D de Doctor.
No era justo, sus padres ni siquiera habían ido a la guerra a pelear. Ellos fueron para curar a los heridos en combate, para mitigar cada una de sus dolencias, para salvar sus vidas arrastradas hasta el campo de batalla por la muerte inclemente. Eran doctores, no militares. Empuñaban vendas de gasa en lugar de armas de fuego; vestían largas batas blancas en vez de los pesados uniformes azules; hacían uso de sus mejores habilidades para tratar lesiones mortales, no para provocarlas.
Así que no era justo que murieran en medio de esa estúpida guerra. Sólo eran médicos, no soldados, entonces ¿por qué no se negaron a ir? Ambos debieron haberse quedado en Rizenbul con ella, con la abuela, con Den. Debieron haberse quedado en casa y cuidar de las personas del pueblo, a quienes conocían y eran sus amigos, quienes jamás los hubieran dañado. Pero acudieron porque ellos eran Yuriy y Sarah Rockbell, porque ellos eran los doctores Rockbell y nunca negarían su auxilio cuando se los necesitaba.

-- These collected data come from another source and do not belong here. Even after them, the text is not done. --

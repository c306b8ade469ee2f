//! Services that turn a recurring template into stored monthly instances.

use uuid::Uuid;

use super::{
    BatchFailure, BatchItemFailure, BatchOperation, BatchPolicy, ServiceError, ServiceResult,
    TransactionService,
};
use crate::domain::{Transaction, TransactionDraft};
use crate::ledger::{expand_template, RecurrencePolicy, RecurringSeries};
use crate::storage::TransactionStore;

pub struct RecurrenceService;

impl RecurrenceService {
    /// Expands `template` and creates every instance in order.
    pub fn create_series(
        store: &dyn TransactionStore,
        template: &TransactionDraft,
        recurrence: &RecurrencePolicy,
        batch: &BatchPolicy,
    ) -> ServiceResult<Vec<Transaction>> {
        let drafts = expand_template(template, recurrence)?;
        tracing::debug!(count = drafts.len(), "expanded recurring template");
        Self::create_drafts(store, drafts, batch)
    }

    /// Creates drafts sequentially, stopping at the first one that still
    /// fails after the retry budget. Created instances are kept and returned
    /// in the failure together with the drafts not yet submitted.
    pub fn create_drafts(
        store: &dyn TransactionStore,
        drafts: Vec<TransactionDraft>,
        batch: &BatchPolicy,
    ) -> ServiceResult<Vec<Transaction>> {
        let total = drafts.len();
        let mut created = Vec::with_capacity(total);
        let mut pending = drafts.into_iter().enumerate();

        while let Some((index, draft)) = pending.next() {
            draft.validate()?;
            match batch.run("create", || store.create(draft.clone())) {
                Ok(txn) => created.push(txn),
                Err(err) => {
                    tracing::warn!(
                        index,
                        created = created.len(),
                        total,
                        error = %err,
                        "series creation stopped"
                    );
                    let mut failure = BatchFailure::new(BatchOperation::CreateSeries, total);
                    failure.created = created;
                    failure.failures.push(BatchItemFailure {
                        index,
                        transaction_id: None,
                        reason: err.to_string(),
                    });
                    failure.remaining = std::iter::once(draft)
                        .chain(pending.by_ref().map(|(_, rest)| rest))
                        .collect();
                    return Err(ServiceError::Batch(failure));
                }
            }
        }
        Ok(created)
    }

    /// Deletes every member of `series`, reporting members that could not be removed.
    pub fn delete_series(
        store: &dyn TransactionStore,
        series: &RecurringSeries,
        batch: &BatchPolicy,
    ) -> ServiceResult<Vec<Uuid>> {
        let ids = series.member_ids();
        TransactionService::remove_many(store, &ids, BatchOperation::DeleteSeries, batch)
    }
}
use std::fmt;

use chrono::NaiveDateTime;
use colored::{ColoredString, Colorize};

use crate::currency::CurrencyFormat;
use crate::domain::Transaction;
use crate::ledger::{days_label, days_until_due, DueState, MonthlySummary, RecurringSeries};

/// Message categories used by the CLI output helpers.
#[derive(Clone, Copy, PartialEq, Eq)]
pub enum MessageKind {
    Info,
    Success,
    Warning,
    Section,
}

/// Disables ANSI styling for the rest of the process.
pub fn disable_color() {
    colored::control::set_override(false);
}

fn apply_style(kind: MessageKind, message: impl fmt::Display) -> String {
    let text = message.to_string();
    match kind {
        MessageKind::Section => format!("=== {} ===", text.trim()).bold().to_string(),
        MessageKind::Info => text,
        MessageKind::Success => format!("[ok] {text}").bright_green().to_string(),
        MessageKind::Warning => format!("[!] {text}").bright_yellow().to_string(),
    }
}

pub fn print(kind: MessageKind, message: impl fmt::Display) {
    println!("{}", apply_style(kind, message));
}

pub fn info(message: impl fmt::Display) {
    print(MessageKind::Info, message);
}

pub fn success(message: impl fmt::Display) {
    print(MessageKind::Success, message);
}

pub fn warning(message: impl fmt::Display) {
    print(MessageKind::Warning, message);
}

pub fn section(title: impl fmt::Display) {
    print(MessageKind::Section, title);
}

fn due_note(txn: &Transaction, now: NaiveDateTime) -> ColoredString {
    if txn.is_paid() {
        return "paid".green();
    }
    match DueState::classify(txn.due_date, now) {
        DueState::Overdue => "overdue".bright_red(),
        DueState::DueToday => "due today".bright_yellow(),
        DueState::Upcoming => {
            format!("in {}", days_label(days_until_due(txn.due_date, now))).normal()
        }
    }
}

/// One line per transaction: due date, state, signed amount, description.
pub fn transaction_line(txn: &Transaction, now: NaiveDateTime, format: &CurrencyFormat) -> String {
    format!(
        "{}  {:<12} {:>14}  {} [{}]  {}",
        txn.due_date,
        due_note(txn, now),
        format.format(txn.signed_amount()),
        txn.description,
        txn.category,
        txn.id.to_string().dimmed()
    )
}

pub fn transactions(items: &[&Transaction], now: NaiveDateTime, format: &CurrencyFormat) {
    if items.is_empty() {
        info("No transactions.");
        return;
    }
    for txn in items {
        info(transaction_line(txn, now, format));
    }
}

pub fn summary(summary: &MonthlySummary, format: &CurrencyFormat) {
    section(format!("Summary {}", summary.month));
    let rows = [
        ("Income paid", format.format(summary.total_income_paid)),
        ("Expense paid", format.format(summary.total_expense_paid)),
        ("Balance", format.format(summary.balance)),
        ("Pending expense", format.format(summary.pending_expense_total)),
        ("Pending", summary.pending_count.to_string()),
        ("Overdue", summary.overdue_count.to_string()),
        ("Due today", summary.due_today_count.to_string()),
    ];
    for (label, value) in rows {
        info(format!("{label:<16} {value:>14}"));
    }
}

pub fn series(items: &[RecurringSeries], format: &CurrencyFormat) {
    if items.is_empty() {
        info("No recurring series.");
        return;
    }
    for series in items {
        info(format!(
            "{} [{}] {}  next {}  {} pending / {} total",
            series.key.description,
            series.key.category,
            format.format(series.key.amount.value() * series.key.kind.sign()),
            series.next_due_date,
            series.pending_count,
            series.len()
        ));
    }
}
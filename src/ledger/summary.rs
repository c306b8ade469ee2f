use chrono::NaiveDateTime;
use rust_decimal::Decimal;
use serde::Serialize;

use super::dates::{is_due_today, is_overdue};
use super::month::{belongs_to_month, MonthKey};
use crate::domain::{Transaction, TransactionKind, TransactionStatus};

/// Financial totals for one calendar month.
#[derive(Debug, Clone, PartialEq, Eq, Serialize)]
pub struct MonthlySummary {
    pub month: MonthKey,
    pub total_income_paid: Decimal,
    pub total_expense_paid: Decimal,
    /// Paid income minus paid expense.
    pub balance: Decimal,
    pub pending_expense_total: Decimal,
    pub overdue_count: usize,
    pub due_today_count: usize,
    pub pending_count: usize,
    pub transaction_count: usize,
}

impl MonthlySummary {
    fn empty(month: MonthKey) -> Self {
        Self {
            month,
            total_income_paid: Decimal::ZERO,
            total_expense_paid: Decimal::ZERO,
            balance: Decimal::ZERO,
            pending_expense_total: Decimal::ZERO,
            overdue_count: 0,
            due_today_count: 0,
            pending_count: 0,
            transaction_count: 0,
        }
    }
}

/// Aggregates the month bucket of `snapshot`. Pure: the snapshot is only read.
pub fn summarize_month(
    snapshot: &[Transaction],
    month: MonthKey,
    now: NaiveDateTime,
) -> MonthlySummary {
    let mut summary = MonthlySummary::empty(month);

    for txn in snapshot.iter().filter(|txn| belongs_to_month(txn, month)) {
        summary.transaction_count += 1;
        let amount = txn.amount.value();
        match (txn.kind, txn.status) {
            (TransactionKind::Income, TransactionStatus::Paid) => {
                summary.total_income_paid += amount;
            }
            (TransactionKind::Expense, TransactionStatus::Paid) => {
                summary.total_expense_paid += amount;
            }
            (TransactionKind::Expense, TransactionStatus::Pending) => {
                summary.pending_expense_total += amount;
            }
            (TransactionKind::Income, TransactionStatus::Pending) => {}
        }
        if txn.is_pending() {
            summary.pending_count += 1;
            if is_overdue(txn.due_date, now) {
                summary.overdue_count += 1;
            }
            if is_due_today(txn.due_date, now) {
                summary.due_today_count += 1;
            }
        }
    }

    summary.balance = summary.total_income_paid - summary.total_expense_paid;
    summary
}

#[cfg(test)]
mod tests {
    use super::*;
    use crate::currency::Amount;
    use crate::domain::TransactionDraft;
    use chrono::{NaiveDate, TimeZone, Utc};
    use uuid::Uuid;

    fn txn(
        kind: TransactionKind,
        cents: i64,
        status: TransactionStatus,
        due: NaiveDate,
    ) -> Transaction {
        let created = Utc.with_ymd_and_hms(2024, 1, 1, 0, 0, 0).unwrap();
        let mut draft = TransactionDraft::new(
            "Item",
            "Misc",
            Amount::from_minor_units(cents).unwrap(),
            kind,
            due,
        );
        draft.status = status;
        Transaction::from_draft(draft, Uuid::new_v4(), created)
    }

    fn date(d: u32) -> NaiveDate {
        NaiveDate::from_ymd_opt(2024, 1, d).unwrap()
    }

    #[test]
    fn totals_follow_type_and_status() {
        let snapshot = vec![
            txn(TransactionKind::Income, 10_000, TransactionStatus::Paid, date(5)),
            txn(TransactionKind::Expense, 4_000, TransactionStatus::Paid, date(6)),
            txn(TransactionKind::Expense, 1_000, TransactionStatus::Pending, date(20)),
        ];
        let now = date(10).and_hms_opt(8, 0, 0).unwrap();
        let summary = summarize_month(&snapshot, MonthKey::new(2024, 1).unwrap(), now);

        assert_eq!(summary.total_income_paid, Decimal::new(100, 0));
        assert_eq!(summary.total_expense_paid, Decimal::new(40, 0));
        assert_eq!(summary.balance, Decimal::new(60, 0));
        assert_eq!(summary.pending_expense_total, Decimal::new(10, 0));
        assert_eq!(summary.pending_count, 1);
        assert_eq!(summary.transaction_count, 3);
    }

    #[test]
    fn counts_overdue_and_due_today_pending_only() {
        let snapshot = vec![
            txn(TransactionKind::Expense, 500, TransactionStatus::Pending, date(3)),
            txn(TransactionKind::Expense, 500, TransactionStatus::Paid, date(3)),
            txn(TransactionKind::Income, 500, TransactionStatus::Pending, date(10)),
            txn(TransactionKind::Expense, 500, TransactionStatus::Pending, date(10)),
            txn(TransactionKind::Expense, 500, TransactionStatus::Pending, date(25)),
        ];
        let now = date(10).and_hms_opt(18, 30, 0).unwrap();
        let summary = summarize_month(&snapshot, MonthKey::new(2024, 1).unwrap(), now);
        assert_eq!(summary.overdue_count, 1);
        assert_eq!(summary.due_today_count, 2);
    }

    #[test]
    fn cents_sum_exactly() {
        let snapshot: Vec<Transaction> = (0..10)
            .map(|_| txn(TransactionKind::Income, 10, TransactionStatus::Paid, date(2)))
            .collect();
        let now = date(2).and_hms_opt(0, 0, 0).unwrap();
        let summary = summarize_month(&snapshot, MonthKey::new(2024, 1).unwrap(), now);
        assert_eq!(summary.total_income_paid, Decimal::ONE);
    }

    #[test]
    fn other_months_are_ignored() {
        let feb = NaiveDate::from_ymd_opt(2024, 2, 1).unwrap();
        let snapshot = vec![txn(TransactionKind::Income, 999, TransactionStatus::Paid, feb)];
        let now = date(15).and_hms_opt(0, 0, 0).unwrap();
        let summary = summarize_month(&snapshot, MonthKey::new(2024, 1).unwrap(), now);
        assert_eq!(summary, MonthlySummary::empty(MonthKey::new(2024, 1).unwrap()));
    }

    #[test]
    fn ceiling_amounts_sum_without_overflow() {
        let ceiling_cents = 100_000_000_000;
        let mut snapshot: Vec<Transaction> = (0..10_000)
            .map(|_| txn(TransactionKind::Expense, ceiling_cents, TransactionStatus::Paid, date(4)))
            .collect();
        snapshot.push(txn(TransactionKind::Income, ceiling_cents, TransactionStatus::Paid, date(4)));
        let now = date(4).and_hms_opt(0, 0, 0).unwrap();
        let summary = summarize_month(&snapshot, MonthKey::new(2024, 1).unwrap(), now);

        let ceiling = crate::currency::MAX_AMOUNT;
        assert_eq!(summary.total_expense_paid, ceiling * Decimal::from(10_000));
        assert_eq!(summary.balance, ceiling - ceiling * Decimal::from(10_000));
    }
}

Y no era justo que ahora ella se deshiciera en lágrimas debido al dolor, sabiendo que ellos jamás volverían a su lado. Dolía tanto el saber que se los habían arrebatado de su vida, el que ambos hubieran preferido cumplir con su deber que tener la seguridad de verla crecer. La angustia era tan aguda y penetrante que ya nada más importaba excepto llorar.
Llorar, llorar y llorar. Ahora no existía nada más.
Porque no era justo que sus padres rompieran su promesa.